From the records below, copy out each line that has the word "input".
□ □ □ □ □ □ □
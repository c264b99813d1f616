//! Impact-probability estimator.
//!
//! Combines a piecewise-exponential decay over miss distance with bounded
//! multiplicative factors for velocity, size, hazard classification, and
//! orbit class. The distance buckets are anchored so each bucket starts at
//! the value the previous one decayed to, keeping the curve continuous and
//! monotone in distance.
//!
//! None of this is real orbital mechanics; the buckets and factors are
//! display heuristics tuned so that genuinely close, fast, large objects
//! rank above distant small ones.

use crate::asteroid::AsteroidData;
use crate::seed::{salts, seed};
use crate::types::{EstimatorError, KM_PER_AU, MAX_PROBABILITY, MIN_PROBABILITY};

/// Distance buckets as `(upper edge km, decay scale km)` pairs.
///
/// Within each bucket the probability decays as `exp(-(d - lower) / scale)`
/// from the value carried in at the bucket's lower edge. Objects beyond the
/// last edge get a zero baseline before the hazard floor and final clamp.
const DISTANCE_BUCKETS: [(f64, f64); 6] = [
    (1.0e3, 1.0e3),
    (5.0e3, 4.0e3),
    (2.0e4, 1.5e4),
    (5.0e4, 3.0e4),
    (1.0e5, 5.0e4),
    (5.0e5, 4.0e5),
];

/// Baseline probability at zero miss distance, before adjustment factors.
const BASE_PROBABILITY_AT_CONTACT: f64 = 0.5;

/// Velocity (km/s) treated as the neutral factor of 1.0.
const REFERENCE_VELOCITY_KM_S: f64 = 20.0;

/// Average diameter (meters) treated as the neutral factor of 1.0.
const REFERENCE_DIAMETER_M: f64 = 500.0;

/// Estimate the impact probability for one object, in [0.001, 0.5].
///
/// Never fails: any non-finite intermediate switches to the name-seeded
/// fallback path, which produces a structurally identical (if coarser)
/// probability from distance/size buckets.
pub fn impact_probability(asteroid: &AsteroidData) -> f64 {
    match try_impact_probability(asteroid) {
        Ok(p) => p,
        Err(err) => {
            tracing::debug!(
                name = %asteroid.name,
                error = %err,
                "probability estimator degraded to seeded fallback"
            );
            fallback_probability(asteroid)
        }
    }
}

/// Primary estimation path. Errors on non-finite input or output.
fn try_impact_probability(asteroid: &AsteroidData) -> Result<f64, EstimatorError> {
    let distance_km = asteroid.miss_distance * KM_PER_AU;
    if !distance_km.is_finite() || distance_km < 0.0 {
        return Err(EstimatorError::NonFinite {
            stage: "miss distance",
        });
    }

    let base = distance_base_probability(distance_km);

    let adjusted = base
        * velocity_factor(asteroid.velocity)
        * size_factor(asteroid.average_diameter())
        * hazard_factor(asteroid.is_hazardous)
        * orbit_class_factor(asteroid);

    if !adjusted.is_finite() {
        return Err(EstimatorError::NonFinite {
            stage: "probability adjustment",
        });
    }

    // Hazardous objects always display a non-negligible probability. Applied
    // as a lower bound that steps down with distance, so the overall curve
    // stays monotone in miss distance.
    let floored = if asteroid.is_hazardous {
        adjusted.max(hazardous_floor(distance_km))
    } else {
        adjusted
    };

    Ok(floored.clamp(MIN_PROBABILITY, MAX_PROBABILITY))
}

/// Piecewise-exponential baseline over miss distance in km.
///
/// Each bucket inherits the value the previous bucket decayed to at its
/// upper edge, so the baseline is continuous and strictly decreasing out to
/// the last edge, and zero beyond it.
fn distance_base_probability(distance_km: f64) -> f64 {
    let mut base = BASE_PROBABILITY_AT_CONTACT;
    let mut lower = 0.0;
    for (upper, scale) in DISTANCE_BUCKETS {
        if distance_km < upper {
            return base * (-(distance_km - lower) / scale).exp();
        }
        base *= (-(upper - lower) / scale).exp();
        lower = upper;
    }
    0.0
}

/// Higher relative velocity leaves less time for natural gravitational
/// deflection, so it scales the probability up. Clamped to [0.1, 2.0];
/// malformed velocities collapse to the minimal factor.
fn velocity_factor(velocity_km_s: f64) -> f64 {
    if !velocity_km_s.is_finite() || velocity_km_s <= 0.0 {
        return 0.1;
    }
    (velocity_km_s / REFERENCE_VELOCITY_KM_S).clamp(0.1, 2.0)
}

/// Larger bodies carry more orbit-determination attention and a larger
/// cross-section. Clamped to [0.5, 3.0].
fn size_factor(average_diameter_m: f64) -> f64 {
    if !average_diameter_m.is_finite() || average_diameter_m <= 0.0 {
        return 0.5;
    }
    (average_diameter_m / REFERENCE_DIAMETER_M).clamp(0.5, 3.0)
}

/// The upstream hazard classification already folds in size and approach
/// history, so it moves the estimate in both directions.
fn hazard_factor(is_hazardous: bool) -> f64 {
    if is_hazardous { 1.5 } else { 0.8 }
}

/// Earth-crossing orbit classes (Apollo/Aten) carry extra uncertainty
/// weight; Amor-class objects approach from outside and get a smaller bump.
fn orbit_class_factor(asteroid: &AsteroidData) -> f64 {
    if asteroid.is_earth_crossing() {
        1.3
    } else if asteroid
        .orbit_class
        .as_deref()
        .map(|c| c.to_ascii_lowercase().contains("amor"))
        .unwrap_or(false)
    {
        1.1
    } else {
        1.0
    }
}

/// Display floor for hazardous objects, stepping down with distance.
fn hazardous_floor(distance_km: f64) -> f64 {
    if distance_km < 1.0e5 {
        0.01
    } else if distance_km < 5.0e5 {
        0.005
    } else {
        0.002
    }
}

/// Seeded fallback path: coarse distance/size buckets with a name-seeded
/// adjustment and a hazard bonus, clamped to [0.001, 0.3].
///
/// Self-contained: uses only the guarded accessors, so it is total even for
/// fully malformed records.
pub fn fallback_probability(asteroid: &AsteroidData) -> f64 {
    let miss_au = asteroid.miss_distance_au();
    let average_diameter = asteroid.average_diameter();

    let base = if miss_au < 0.05 {
        0.05
    } else if miss_au < 0.2 {
        0.01
    } else {
        0.002
    };

    let size_boost = if average_diameter > 500.0 { 1.5 } else { 1.0 };
    let seeded_adjust = 0.75 + seed(&asteroid.name, salts::FALLBACK) * 0.5;
    let hazard_bonus = if asteroid.is_hazardous { 0.02 } else { 0.0 };

    (base * size_boost * seeded_adjust + hazard_bonus).clamp(MIN_PROBABILITY, 0.3)
}
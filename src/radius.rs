//! Affected-radius estimator.
//!
//! Derives a ground-effect radius from impact energy: cube-root blast
//! scaling, a thermal-pulse multiple of the blast radius, and a seismic
//! term. The largest of the three is reported, clamped to [1, 1000] km.

use crate::types::{EstimatorError, MAX_AFFECTED_RADIUS_KM, MIN_AFFECTED_RADIUS_KM, MIN_ENERGY_MT};

/// Blast radius ≈ 2.8 · E^0.33 km.
const BLAST_SCALE_KM: f64 = 2.8;
const BLAST_EXPONENT: f64 = 0.33;

/// Thermal-pulse radius as a multiple of the blast radius.
const THERMAL_MULTIPLIER: f64 = 2.3;

/// Seismic-damage radius as a multiple of the blast radius.
const SEISMIC_MULTIPLIER: f64 = 1.5;

/// Fallback: single power law with a tighter cap.
const FALLBACK_SCALE_KM: f64 = 5.0;
const FALLBACK_MAX_RADIUS_KM: f64 = 500.0;

/// Estimate the affected radius in km for an impact of the given energy.
pub fn affected_radius_km(name: &str, energy_megatons: f64) -> f64 {
    match try_affected_radius(energy_megatons) {
        Ok(radius) => radius,
        Err(err) => {
            tracing::debug!(
                name = %name,
                error = %err,
                "radius estimator degraded to fallback"
            );
            fallback_radius_km(energy_megatons)
        }
    }
}

fn try_affected_radius(energy_megatons: f64) -> Result<f64, EstimatorError> {
    if !energy_megatons.is_finite() || energy_megatons <= 0.0 {
        return Err(EstimatorError::NonFinite {
            stage: "radius energy input",
        });
    }

    let blast = BLAST_SCALE_KM * energy_megatons.powf(BLAST_EXPONENT);
    let thermal = blast * THERMAL_MULTIPLIER;
    let seismic = blast * SEISMIC_MULTIPLIER;

    let radius = blast.max(thermal).max(seismic);
    if !radius.is_finite() {
        return Err(EstimatorError::NonFinite {
            stage: "radius scaling",
        });
    }

    Ok(radius.clamp(MIN_AFFECTED_RADIUS_KM, MAX_AFFECTED_RADIUS_KM))
}

/// Simpler single-term law with a looser bound, used when the primary
/// computation fails.
pub fn fallback_radius_km(energy_megatons: f64) -> f64 {
    let energy = if energy_megatons.is_finite() && energy_megatons > 0.0 {
        energy_megatons
    } else {
        MIN_ENERGY_MT
    };
    (FALLBACK_SCALE_KM * energy.powf(BLAST_EXPONENT))
        .clamp(MIN_AFFECTED_RADIUS_KM, FALLBACK_MAX_RADIUS_KM)
}
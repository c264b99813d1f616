//! Coarse geographic classification of impact coordinates.
//!
//! A fixed, ordered list of latitude/longitude bounding boxes covers the
//! major landmasses; the first matching box wins, so more specific boxes
//! are listed ahead of the broad ones they overlap (Greenland before
//! Canada, India before China, Kazakhstan before Russia). Points outside
//! every box fall through to an ocean-basin heuristic over longitude bands.
//!
//! This is a display-grade classifier, nothing more. Boxes ignore coastline
//! shape entirely, and several deliberately cover whole subcontinents.

/// One land bounding box: `[lat_min, lat_max] × [lon_min, lon_max]`.
struct LandBox {
    lat_min: f64,
    lat_max: f64,
    lon_min: f64,
    lon_max: f64,
    country: Option<&'static str>,
    region: &'static str,
}

impl LandBox {
    const fn new(
        lat_min: f64,
        lat_max: f64,
        lon_min: f64,
        lon_max: f64,
        country: Option<&'static str>,
        region: &'static str,
    ) -> Self {
        Self {
            lat_min,
            lat_max,
            lon_min,
            lon_max,
            country,
            region,
        }
    }

    fn contains(&self, latitude: f64, longitude: f64) -> bool {
        latitude >= self.lat_min
            && latitude <= self.lat_max
            && longitude >= self.lon_min
            && longitude <= self.lon_max
    }
}

/// Ordered landmass boxes; first match wins.
static LAND_BOXES: &[LandBox] = &[
    LandBox::new(60.0, 84.0, -73.0, -12.0, Some("Greenland"), "North America"),
    LandBox::new(49.0, 72.0, -141.0, -52.0, Some("Canada"), "North America"),
    LandBox::new(24.0, 49.0, -125.0, -66.0, Some("United States"), "North America"),
    LandBox::new(7.0, 24.0, -118.0, -77.0, Some("Mexico"), "North America"),
    LandBox::new(-34.0, 5.0, -74.0, -34.0, Some("Brazil"), "South America"),
    LandBox::new(-55.0, -21.0, -73.0, -53.0, Some("Argentina"), "South America"),
    LandBox::new(15.0, 37.0, -17.0, 35.0, Some("Algeria"), "Africa"),
    LandBox::new(-35.0, 15.0, 10.0, 42.0, None, "Africa"),
    LandBox::new(36.0, 60.0, -10.0, 30.0, None, "Europe"),
    LandBox::new(37.0, 55.0, 46.0, 87.0, Some("Kazakhstan"), "Asia"),
    LandBox::new(50.0, 77.0, 30.0, 180.0, Some("Russia"), "Asia"),
    LandBox::new(8.0, 33.0, 68.0, 89.0, Some("India"), "Asia"),
    LandBox::new(18.0, 50.0, 73.0, 135.0, Some("China"), "Asia"),
    LandBox::new(12.0, 37.0, 35.0, 60.0, Some("Saudi Arabia"), "Asia"),
    LandBox::new(-10.0, 18.0, 95.0, 140.0, Some("Indonesia"), "Asia"),
    LandBox::new(-43.0, -11.0, 113.0, 154.0, Some("Australia"), "Oceania"),
    LandBox::new(-90.0, -60.0, -180.0, 180.0, None, "Antarctica"),
];

/// Result of classifying a coordinate pair.
#[derive(Clone, Copy, Debug, PartialEq, Eq)]
pub struct Classification {
    pub country: Option<&'static str>,
    pub region: &'static str,
    pub is_land: bool,
}

/// Classify a normalized coordinate pair (latitude in [-90, 90], longitude
/// in [-180, 180]) against the land boxes, then the ocean basins.
pub fn classify(latitude: f64, longitude: f64) -> Classification {
    for land_box in LAND_BOXES {
        if land_box.contains(latitude, longitude) {
            return Classification {
                country: land_box.country,
                region: land_box.region,
                is_land: true,
            };
        }
    }
    ocean_basin(latitude, longitude)
}

/// Ocean-basin heuristic for points outside every land box.
///
/// Longitude bands approximate the Pacific/Atlantic/Indian split; polar
/// latitudes override the bands. Anything left over is an unmapped scrap of
/// land between boxes.
fn ocean_basin(latitude: f64, longitude: f64) -> Classification {
    let region = if latitude > 66.0 {
        "Arctic Ocean"
    } else if latitude < -55.0 {
        "Southern Ocean"
    } else if longitude >= 135.0 || longitude <= -85.0 {
        "Pacific Ocean"
    } else if longitude <= 25.0 {
        "Atlantic Ocean"
    } else if latitude < 25.0 {
        "Indian Ocean"
    } else {
        return Classification {
            country: None,
            region: "Unknown Land",
            is_land: true,
        };
    };

    Classification {
        country: None,
        region,
        is_land: false,
    }
}
//! Offline risk briefings.
//!
//! The dashboard normally asks a language model to narrate a prediction;
//! when that service is unavailable it falls back to this deterministic
//! generator. Output is assembled from fixed phrasing keyed off the
//! prediction itself, with a name-seeded choice between equivalent
//! openings so a list of objects does not read like a form letter.

use crate::asteroid::AsteroidData;
use crate::seed::{salts, seed};
use crate::types::{ImpactPrediction, RiskLevel};

/// One-line headline for a risk level.
pub fn risk_headline(level: RiskLevel) -> &'static str {
    match level {
        RiskLevel::Low => "No meaningful impact threat on the current approach.",
        RiskLevel::Medium => "Worth tracking: elevated but modest impact risk.",
        RiskLevel::High => "Significant impact risk on the current approach.",
        RiskLevel::Critical => "Severe impact risk; this object dominates the watch list.",
    }
}

/// Deterministic prose summary of a prediction.
///
/// Same object, same prediction, same text, every time.
pub fn risk_summary(asteroid: &AsteroidData, prediction: &ImpactPrediction) -> String {
    let openings: [&str; 3] = [
        "Current estimates place",
        "The present close-approach solution puts",
        "Heuristic screening puts",
    ];
    let opening = openings[(seed(&asteroid.name, salts::PHRASING) * openings.len() as f64)
        as usize
        % openings.len()];

    let surface = if prediction.impact_location.is_land {
        "a land impact"
    } else {
        "an ocean impact"
    };
    let place = prediction
        .impact_location
        .country
        .as_deref()
        .or(prediction.impact_location.region.as_deref())
        .unwrap_or("an unclassified area");

    format!(
        "{opening} the impact probability for {name} at {probability:.1}% \
         ({risk} risk). A worst-case strike would release roughly {energy:.0} Mt TNT, \
         producing {surface} near {place} with effects reaching about \
         {radius:.0} km. Confidence in this estimate is {confidence:.0}%. \
         These figures are an educational approximation, not a hazard assessment.",
        name = asteroid.name,
        probability = prediction.impact_probability * 100.0,
        risk = prediction.risk_level.as_str(),
        energy = prediction.impact_energy,
        radius = prediction.affected_radius,
        confidence = prediction.confidence,
    )
}

/// Mitigation strategies appropriate to the predicted severity.
///
/// Ordered from monitoring to emergency response; higher risk levels
/// include everything the lower ones do.
pub fn mitigation_strategies(prediction: &ImpactPrediction) -> Vec<&'static str> {
    let mut strategies = vec![
        "Continue optical and radar tracking to refine the orbit solution.",
        "Re-run the close-approach analysis as new astrometry arrives.",
    ];

    if prediction.risk_level >= RiskLevel::Medium {
        strategies.push(
            "Prioritize the object for precovery searches in archival survey imagery.",
        );
    }

    if prediction.risk_level >= RiskLevel::High {
        strategies.push(
            "Evaluate kinetic-impactor deflection windows while lead time remains.",
        );
        if prediction.impact_energy > 100.0 {
            strategies.push(
                "Model regional evacuation scenarios for the projected impact corridor.",
            );
        }
    }

    if prediction.risk_level == RiskLevel::Critical {
        strategies.push(
            "Engage international planetary-defense coordination for a characterization mission.",
        );
        if !prediction.impact_location.is_land {
            strategies.push(
                "Assess tsunami exposure for coastlines bordering the projected impact basin.",
            );
        }
    }

    strategies
}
□ □ □ □ □ □ □
§ **TASK RESULT**:
/// Primary estimation path. Errors on non-finite input or output.
            stage: "radius energy input",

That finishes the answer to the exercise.